The Parma project will include updated laboratories and equipment, new graduate student housing, new greenhouses and four new positions: an Extension fruit and viticulture specialist, a weed scientist, an irrigation and soil scientist and a scientist that specializes in pollination. 

That would bring the total number of research faculty at the Parma center to 10 and they would study everything from bugs to weeds, water and soil.

The college is also building a new $5 million nuclear seed potato germplasm facility on its Moscow campus. The university’s nuclear seed potato program – the “nuclear” part refers to the origin of potatoes – produces plantlets, or mini-tubers, which are then used by growers to produce plants in the field. 

The new facility would allow the program to triple production, Parrella said, and from a quality perspective, this facility is where Idaho’s potato production starts.

“Quality potatoes start with the plantlets and the mini-tubers and that starts on the University of Idaho campus,” Parrella said. “You start with healthy plants, you’re going to get a better quality crop.”

The new seed potato facility will be co-located with a new meat science and innovation center. This $8 million project replaces an existing outdated facility and will enhance teaching, research and outreach efforts and enhance the college’s ability to respond to the needs of the meat industry, Parrella said. 

Efforts are underway to rename the road that the new potato germplasm and meat science center are located on to Meat and Potatoes Avenue.

Those projects will be located in a very visible part of campus and remind students and the public what CALS is all about, Parrella said. 

“Let’s remind the campus that the roots of this campus are based on agriculture,” he said. “Obviously, agriculture is the state’s most important industry from an economic perspective. This will constantly remind the campus of that through these beautiful facilities.”

Other projects Parrella has initiated or guided include:

  • The $3 million Nancy M. Cummings Research, Extension and Education Center’s new headquarters facility – designed to enhance teaching, research and outreach to the livestock industry and the local community near Salmon.
  • CALS recently opened the Rinker Rock Creek Ranch near Hailey, which is described by UI officials as a 10,400-acre living laboratory that conducts research that will help land managers across the West make informed decisions about how people live, work and recreate on rangelands. Seventeen research projects involving 11 faculty are currently underway there.

“It’s just been one initiative after another that (Parrella) has brought to fruition and that created a lot of excitement around CALS,” Naerebout said. 

Parrella said one of the most exciting aspects of these projects is that industry has bought into them and supported them, including financially. He feels some responsibility to help push the projects toward or over the finish line. 
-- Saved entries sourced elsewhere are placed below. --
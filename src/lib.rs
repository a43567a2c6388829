//! bandsite
//!
//! Umbrella crate for the band site: the content model and embed resolver
//! (`app_core`), page markup (`app_ui`) and data loading (`networking`).
//!
//! ```rust
//! use bandsite::app_core::embeds::{classify, EmbedType};
//!
//! let embed = classify("https://youtu.be/dQw4w9WgXcQ");
//! assert_eq!(embed.embed_type(), EmbedType::YouTube);
//! ```

pub use app_core;
pub use app_ui;
pub use networking;

pub use app_core::{classify, Album, BlogPost, EmbedType, ExternalEmbed};
pub use networking::{ContentLoader, DataSource, LoadError};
“The response from industry has been phenomenal,” he said. “We need to finish these projects.”

He also credited the entire CALS team for any success the ag college has achieved. There are 220 faculty at the college currently and more than 80 have been hired in the past five years. 

“I am only as good a dean as the faculty I represent,” Parrella said. “It’s the faculty that are teaching the students, doing the research and they’re doing the Extension work. I am here representing them, representing their programs, trying to develop programs and get support to develop capital projects that reinforce what they’re doing. If we lose sight of that fact, then we need to get a new dean.”